Take note – story published 8 years ago

A computer software firm in Pakistan claiming to purvey certified academic diplomas has in fact been scamming hundreds of millions of dollars from customers paying it to have the ostensibly legitimate accreditations issued, reported BNS Tuesday. Latvia was named as one of the countries where the bogus scam located its servers through subsidiary companies.

According to the New York Times, Pakistani company Axact maintained hundreds of fake university websites featuring ‘students’ and ‘faculty’ portrayed by paid actors to lure people from all around the world needing academic accreditation and willing to pay for the ‘sheepskins’ in question.

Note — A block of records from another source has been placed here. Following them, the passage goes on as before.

//! Raw backend responses → the stable output shape.
//!
//! Whatever answered (either search index, or the relational store), hits come
//! out with base36 ids, `tN_` fullnames for references, and only whitelisted
//! fields.

use crate::backend::{RawBucket, RawHit, RawResponse, TotalRelation};
use crate::content_type::ContentType;
use crate::ids::{base36_encode, fullname};
use crate::query::spec::QuerySpec;
use serde::{Deserialize, Serialize};
use serde_json::{Map, Value};
use std::collections::{BTreeMap, HashMap};

const PERMALINK_BASE: &str = "https://www.reddit.com";

pub const LINK_ID_AGGREGATION: &str = "link_id";

/// Stored entity-escaped; served unescaped, empty as null
const FLAIR_FIELDS: &[&str] = &["author_flair_text", "author_flair_css_class"];

#[derive(Debug, Clone, PartialEq, Serialize, Deserialize)]
pub struct Hit {
    /// Base36 record id
    pub id: String,
    #[serde(flatten)]
    pub fields: Map<String, Value>,
}

#[derive(Debug, Clone, Copy, PartialEq, Eq, Serialize, Deserialize)]
pub struct TotalCount {
    pub value: u64,
    pub relation: TotalRelation,
}

#[derive(Debug, Clone, PartialEq, Serialize, Deserialize)]
pub struct Bucket {
    pub key: Value,
    pub doc_count: u64,
    /// The submission a `link_id` bucket refers to
    #[serde(default, skip_serializing_if = "Option::is_none")]
    pub data: Option<Hit>,
}

#[derive(Debug, Clone, PartialEq, Serialize, Deserialize)]
pub struct NormalizedResult {
    pub hits: Vec<Hit>,
    pub total: TotalCount,
    pub aggregations: BTreeMap<String, Vec<Bucket>>,
    pub took_ms: u64,
    pub backend_used: String,
    pub warnings: Vec<String>,
}

pub fn normalize(raw: RawResponse, spec: &QuerySpec) -> NormalizedResult {
    let projection = spec.content_type.project_fields(spec.fields.as_deref());

    let hits = raw
        .hits
        .into_iter()
        .map(|hit| project(render_record(hit, spec.content_type), &projection))
        .collect();

    let aggregations = raw
        .aggregations
        .into_iter()
        .map(|(name, buckets)| {
            let buckets = buckets
                .into_iter()
                .map(|RawBucket { key, doc_count }| Bucket {
                    key: if name == LINK_ID_AGGREGATION {
                        reference(&key, "t3").unwrap_or(key)
                    } else {
                        key
                    },
                    doc_count,
                    data: None,
                })
                .collect();
            (name, buckets)
        })
        .collect();

    NormalizedResult {
        hits,
        total: TotalCount {
            value: raw.total,
            relation: raw.total_relation,
        },
        aggregations,
        took_ms: raw.took_ms,
        backend_used: raw.backend_used,
        warnings: Vec::new(),
    }
}

/// Attach each `link_id` bucket's submission as `data`.
///
/// Buckets whose submission is missing, or was created at or before `after`,
/// are dropped.
pub fn attach_link_submissions(
    result: &mut NormalizedResult,
    submissions: RawResponse,
    after: Option<i64>,
) {
    let Some(buckets) = result.aggregations.get_mut(LINK_ID_AGGREGATION) else {
        return;
    };

    let projection = ContentType::Submission.project_fields(None);
    let mut by_fullname: HashMap<String, Hit> = submissions
        .hits
        .into_iter()
        .map(|hit| {
            let submission = project(render_record(hit, ContentType::Submission), &projection);
            (format!("t3_{}", submission.id), submission)
        })
        .collect();
    let after = after.unwrap_or(0);

    *buckets = std::mem::take(buckets)
        .into_iter()
        .filter_map(|mut bucket| {
            let submission = by_fullname.remove(bucket.key.as_str()?)?;
            let created = submission
                .fields
                .get("created_utc")
                .and_then(Value::as_i64)
                .unwrap_or(0);
            if created <= after {
                return None;
            }
            bucket.data = Some(submission);
            Some(bucket)
        })
        .collect();
}

/// A full record in client form, before projection
pub fn render_record(hit: RawHit, content_type: ContentType) -> Hit {
    let RawHit { id, mut source } = hit;
    source.remove("id");

    let raw_link_id = source.get("link_id").cloned();
    rewrite_reference(&mut source, "link_id", "t3");
    rewrite_reference(&mut source, "subreddit_id", "t5");
    for field in FLAIR_FIELDS {
        let flair = unescape_flair(source.get(*field));
        source.insert(field.to_string(), flair);
    }

    match content_type {
        ContentType::Comment => {
            let parent = source.get("parent_id").filter(|v| !v.is_null()).cloned();
            let parent = match parent {
                Some(p) if raw_link_id.as_ref() == Some(&p) => reference(&p, "t3"),
                Some(p) => reference(&p, "t1").or(Some(p)),
                None => source.get("link_id").cloned(),
            };
            if let Some(parent) = parent {
                source.insert("parent_id".into(), parent);
            }
        }
        ContentType::Submission => {
            if let Some(permalink) = source.get("permalink").and_then(Value::as_str) {
                let link = format!("{PERMALINK_BASE}{permalink}");
                source.insert("full_link".into(), Value::String(link));
            }
        }
    }

    Hit {
        id: base36_encode(id),
        fields: source,
    }
}

fn project(record: Hit, projection: &[String]) -> Hit {
    let Hit { id, mut fields } = record;
    let fields = projection
        .iter()
        .filter_map(|name| fields.remove(name).map(|v| (name.clone(), v)))
        .collect();
    Hit { id, fields }
}

fn unescape_flair(value: Option<&Value>) -> Value {
    match value.and_then(Value::as_str) {
        Some(raw) if !raw.is_empty() => {
            let text = quick_xml::escape::unescape(raw)
                .map(|text| text.into_owned())
                .unwrap_or_else(|_| raw.to_string());
            Value::String(text)
        }
        _ => Value::Null,
    }
}

fn rewrite_reference(source: &mut Map<String, Value>, field: &str, prefix: &str) {
    if let Some(value) = source.get(field) {
        if let Some(rendered) = reference(value, prefix) {
            source.insert(field.to_string(), rendered);
        }
    }
}

/// Numeric reference → `prefix_base36`; other values are left alone
fn reference(value: &Value, prefix: &str) -> Option<Value> {
    value
        .as_u64()
        .map(|id| Value::String(fullname(prefix, id)))
}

The multitude of homepages was managed from servers set up by shadow firms in Latvia and Cyprus, say the reports.

Investigators in Pakistan made two arrests Tuesday as they searched the offices of the company, local authorities said.

The New York Times said in a report that the Officers of Pakistan's Federal Investigation Agency searched the company's head office in Pakistan's largest city Karachi, seizing computers and ordering staff to leave the building, according to an anonymous source who participated in the search.

Two people were also detained during a similar search in Rawalpindi, the official said.

Pakistan's Interior Minister Chaudhry Nisar Ali Khan directed the Federal Investigation Agency to probe "if the said company is involved in any such illegal work which can tarnish the good image of the country in the world", a ministry statement said.

The article cited clients from the US, Britain and the United Arab Emirates who had paid sums ranging from thousands to hundreds of thousands of dollars for their degrees – with some believing the universities were real and they would soon receive coursework.

The "university" websites mainly route their traffic through servers run by companies registered in Cyprus and Latvia, and employees would plant fictitious reports about Axact universities on CNN iReport, a website for citizen journalism.

Axact and its CEO, Shoaib Ahmad Shaikh, did not respond to requests from AFP for comment, but a statement on the company's website said that the story published by the New York Times was "baseless, substandard, maligning, defamatory, and based on false accusations". The company has threatened to sue the US newspaper.